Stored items
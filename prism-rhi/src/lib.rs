//! Prism RHI (Render Hardware Interface).
//!
//! GPU resource-state tracking with transition-barrier batching, and resource binding layouts
//! that map one API-neutral description onto DirectX12 root signatures or Vulkan descriptor
//! set layouts.

/// Assert an RHI usage contract. Active in debug builds and with the `validation` feature.
macro_rules! rhi_assert {
    ($cond:expr, $($arg:tt)+) => {
        if cfg!(any(debug_assertions, feature = "validation")) {
            assert!($cond, $($arg)+);
        }
    };
}

pub mod barrier;
pub mod binding;
pub mod config;
pub mod device;
pub mod dx12;
pub mod error;
pub mod layout;
pub mod resource;
pub mod state;
pub mod vulkan;

#[cfg(test)]
mod testing;

pub use ash::vk;
pub use barrier::{BarrierBatcher, BarrierRecorder, PendingBarrier};
pub use binding::{
    AddressMode, BindingLayoutDesc, BindingSlot, BorderColor, CompareOp, Constants32Block,
    DescriptorKind, LayoutKind, ResourceShape, SamplerFilter, ShaderStage, ShaderVisibility,
    StaticSamplerDesc, StaticSamplerDescBuilder, StaticSamplerDescBuilderError,
};
pub use config::{RhiConfig, RhiConfigBuilder, RhiConfigBuilderError, VulkanBindingShifts};
pub use device::{
    DeviceCapabilities, GraphicsApi, GraphicsBackend, RenderDevice, ResourceBindingTier,
    RootSignatureVersion,
};
pub use error::RhiError;
pub use layout::{
    range_volatility, BackendLayout, BuiltResourceLayout, LayoutFlag, LayoutFlags, LayoutSummary,
    ResourceLayoutBuilder, Volatility, VolatilityFlags,
};
pub use resource::{GpuResource, NativeHandle, ResourceKind, TextureAspect, TextureInfo};
pub use state::{ResourceState, Subresource};
//! The read-loop state machine.
//!
//! [`App::handle`] consumes one [`Event`] and returns the [`Effect`]s the
//! driver must carry out. It performs no IO itself, so every transition can be
//! exercised without a network or a terminal.

use std::path::PathBuf;

use anyhow::Result;
use chrono::{DateTime, Local};
use tracing::{debug, info, warn};

use crate::dashboard::Dashboard;
use crate::error::CommandError;
use crate::locations::{LocationKey, LocationTable};
use crate::settings::{DEFAULT_LOCATIONS, DataSource, SettingChange, Settings};

#[derive(Debug, Clone, Copy, PartialEq, Eq)]
pub enum State {
    Idle,
    Fetching,
    Rendering,
}

/// Operator input, one per line.
#[derive(Debug, Clone, PartialEq)]
pub enum Command {
    /// Draw the current data again.
    Redraw,
    Refresh,
    Rewind(usize),
    Set { key: String, value: String },
    Locations(Vec<String>),
    Forecast { days: String, rate: Option<String> },
    List,
    Raw(Option<String>),
    Export(PathBuf),
    Link,
    Help,
    Quit,
}

pub const HELP: &str = "\
Commands:
  refresh                    download the data again
  rewind <days>              hide the most recent days
  days <n>                   number of days to display (0 for all)
  source confirmed|deaths    choose the charted series
  locations <a>, <b>, ...    choose the charted locations
  list                       list every location in the data
  forecast <days> [rate]     add forecast charts (forecast off to hide them)
  set <key>=<value>          change a setting (rows, cols, autoscale, graphmax, ...)
  raw [location]             print a location's full series as JSON
  export <path>              append the charts' statistics to a CSV file
  link                       open the data-source page in a browser
  help                       show this help
  quit                       exit";

impl Command {
    pub fn parse(line: &str) -> Result<Self, CommandError> {
        let line = line.trim();
        let (word, rest) = match line.split_once(char::is_whitespace) {
            Some((word, rest)) => (word, rest.trim()),
            None => (line, ""),
        };

        let command = match word.to_ascii_lowercase().as_str() {
            "" => Command::Redraw,
            "refresh" | "r" => Command::Refresh,
            "rewind" => Command::Rewind(rest.parse().map_err(|_| {
                CommandError::MissingArgument {
                    command: "rewind",
                    expected: "a number of days",
                }
            })?),
            "days" => Command::Set {
                key: "display days".into(),
                value: rest.into(),
            },
            "source" => Command::Set {
                key: "data source".into(),
                value: rest.into(),
            },
            "set" => {
                let (key, value) = rest.split_once('=').ok_or(CommandError::MissingArgument {
                    command: "set",
                    expected: "<key>=<value>",
                })?;
                Command::Set {
                    key: key.trim().into(),
                    value: value.trim().into(),
                }
            }
            "locations" => {
                let names: Vec<String> = rest
                    .split(',')
                    .map(str::trim)
                    .filter(|n| !n.is_empty())
                    .map(String::from)
                    .collect();
                if names.is_empty() {
                    return Err(CommandError::MissingArgument {
                        command: "locations",
                        expected: "a comma-separated list of locations",
                    });
                }
                Command::Locations(names)
            }
            "forecast" => {
                let mut args = rest.split_whitespace();
                let days = match args.next() {
                    Some(d) if d.eq_ignore_ascii_case("off") => "0".to_string(),
                    Some(d) => d.to_string(),
                    None => {
                        return Err(CommandError::MissingArgument {
                            command: "forecast",
                            expected: "a number of days or `off`",
                        });
                    }
                };
                Command::Forecast {
                    days,
                    rate: args.next().map(String::from),
                }
            }
            "list" => Command::List,
            "raw" => Command::Raw((!rest.is_empty()).then(|| rest.to_string())),
            "export" => {
                if rest.is_empty() {
                    return Err(CommandError::MissingArgument {
                        command: "export",
                        expected: "a file path",
                    });
                }
                Command::Export(PathBuf::from(rest))
            }
            "link" => Command::Link,
            "help" | "?" => Command::Help,
            "quit" | "exit" | "q" => Command::Quit,
            other => return Err(CommandError::Unknown(other.to_string())),
        };
        Ok(command)
    }
}

#[derive(Debug)]
pub enum Event {
    TimerElapsed,
    User(Command),
    FetchComplete(Result<LocationTable>),
}

/// Work the driver performs on behalf of [`App`].
#[derive(Debug, Clone, PartialEq)]
pub enum Effect {
    Fetch(DataSource),
    Render,
    SaveSettings,
    ListLocations,
    PrintRaw(LocationKey),
    Export(PathBuf),
    OpenLink,
    Notify(String),
    Help,
    Quit,
}

pub struct App {
    settings: Settings,
    state: State,
    table: Option<LocationTable>,
    /// Series the current table was downloaded from.
    loaded_source: DataSource,
    /// Series of the download in flight.
    fetching: Option<DataSource>,
    rewind: usize,
    updated: Option<DateTime<Local>>,
}

impl App {
    pub fn new(settings: Settings) -> Self {
        Self {
            loaded_source: settings.data_source,
            settings,
            state: State::Idle,
            table: None,
            fetching: None,
            rewind: 0,
            updated: None,
        }
    }

    pub fn state(&self) -> State {
        self.state
    }

    pub fn settings(&self) -> &Settings {
        &self.settings
    }

    /// Last successfully downloaded table, if any.
    pub fn table(&self) -> Option<&LocationTable> {
        self.table.as_ref()
    }

    /// Series the current table was downloaded from. It can differ from the
    /// configured source while a download after a source change is pending or
    /// has failed.
    pub fn loaded_source(&self) -> DataSource {
        self.loaded_source
    }

    pub fn rewind(&self) -> usize {
        self.rewind
    }

    pub fn updated(&self) -> Option<DateTime<Local>> {
        self.updated
    }

    /// The grid for the current table, or `None` before the first download.
    pub fn dashboard(&self) -> Option<Dashboard> {
        self.table
            .as_ref()
            .map(|table| {
                Dashboard::build(table, self.loaded_source, &self.settings, self.rewind)
            })
    }

    pub fn handle(&mut self, event: Event) -> Vec<Effect> {
        if let Event::User(Command::Quit) = event {
            return vec![Effect::Quit];
        }

        match (self.state, event) {
            (State::Idle, Event::TimerElapsed) => self.begin_fetch(),
            (State::Idle, Event::User(command)) => self.apply(command),
            (State::Fetching, Event::FetchComplete(Ok(table))) => self.install(table),
            (State::Fetching, Event::FetchComplete(Err(e))) => {
                warn!(error = %e, source = ?self.fetching, "Refresh failed, keeping previous data");
                self.fetching = None;
                self.state = State::Idle;
                vec![Effect::Notify(format!("Refresh failed: {e:#}"))]
            }
            (state, _) => {
                debug!(?state, "Event not accepted in this state, ignoring");
                Vec::new()
            }
        }
    }

    /// Called by the driver once a frame has been drawn.
    pub fn render_complete(&mut self) {
        if self.state == State::Rendering {
            self.state = State::Idle;
        }
    }

    fn begin_fetch(&mut self) -> Vec<Effect> {
        self.state = State::Fetching;
        self.fetching = Some(self.settings.data_source);
        vec![Effect::Fetch(self.settings.data_source)]
    }

    fn render(&mut self) -> Vec<Effect> {
        self.state = State::Rendering;
        vec![Effect::Render]
    }

    fn max_rewind(&self) -> usize {
        self.table
            .as_ref()
            .map_or(0, |t| t.days().saturating_sub(1))
    }

    fn install(&mut self, table: LocationTable) -> Vec<Effect> {
        info!(
            days = table.days(),
            countries = table.countries().count(),
            "Data refreshed"
        );

        let mut effects = Vec::new();
        if self.settings.locations.is_empty() {
            let names = table.location_names();
            self.settings.locations = DEFAULT_LOCATIONS
                .iter()
                .filter(|d| names.contains(*d))
                .map(|d| d.to_string())
                .collect();
            info!(locations = ?self.settings.locations, "No locations chosen, using defaults");
            effects.push(Effect::SaveSettings);
        }

        self.table = Some(table);
        self.loaded_source = self.fetching.take().unwrap_or(self.settings.data_source);
        self.updated = Some(Local::now());
        self.rewind = self.rewind.min(self.max_rewind());

        effects.extend(self.render());
        effects
    }

    fn apply(&mut self, command: Command) -> Vec<Effect> {
        match command {
            Command::Redraw => self.render(),
            Command::Refresh => self.begin_fetch(),
            Command::Rewind(days) => {
                self.rewind = days.min(self.max_rewind());
                self.render()
            }
            Command::Set { key, value } => match self.settings.apply(&key, &value) {
                Ok(change) => self.settings_changed(change),
                Err(e) => vec![Effect::Notify(e.to_string())],
            },
            Command::Forecast { days, rate } => {
                self.settings.set_forecast(&days, rate.as_deref());
                self.settings_changed(SettingChange::View)
            }
            Command::Locations(names) => {
                let capacity = self.settings.capacity();
                if names.len() > capacity {
                    warn!(
                        chosen = names.len(),
                        capacity, "More locations chosen than the grid can show"
                    );
                }
                self.settings.locations = names;
                self.settings_changed(SettingChange::View)
            }
            Command::List => vec![Effect::ListLocations],
            Command::Raw(name) => {
                let key = name.as_deref().map_or(LocationKey::WorldwideTotal, LocationKey::from_choice);
                vec![Effect::PrintRaw(key)]
            }
            Command::Export(path) => vec![Effect::Export(path)],
            Command::Link => vec![Effect::OpenLink],
            Command::Help => vec![Effect::Help],
            Command::Quit => vec![Effect::Quit],
        }
    }

    fn settings_changed(&mut self, change: SettingChange) -> Vec<Effect> {
        let mut effects = vec![Effect::SaveSettings];
        match change {
            SettingChange::DataSource => effects.extend(self.begin_fetch()),
            SettingChange::View => effects.extend(self.render()),
        }
        effects
    }
}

## [TO DO]
Up to and including the final line of the data above, please copy every line exactly, starting from the one that contains "if names.len() >".

## [RESULT BELOW]
                if names.len() > capacity {
                    warn!(
                        chosen = names.len(),
                        capacity, "More locations chosen than the grid can show"
                    );
                }
                self.settings.locations = names;
                self.settings_changed(SettingChange::View)
            }
            Command::List => vec![Effect::ListLocations],
            Command::Raw(name) => {
                let key = name.as_deref().map_or(LocationKey::WorldwideTotal, LocationKey::from_choice);
                vec![Effect::PrintRaw(key)]
            }
            Command::Export(path) => vec![Effect::Export(path)],
            Command::Link => vec![Effect::OpenLink],
            Command::Help => vec![Effect::Help],
            Command::Quit => vec![Effect::Quit],
        }
    }

    fn settings_changed(&mut self, change: SettingChange) -> Vec<Effect> {
        let mut effects = vec![Effect::SaveSettings];
        match change {
            SettingChange::DataSource => effects.extend(self.begin_fetch()),
            SettingChange::View => effects.extend(self.render()),
        }
        effects
    }
}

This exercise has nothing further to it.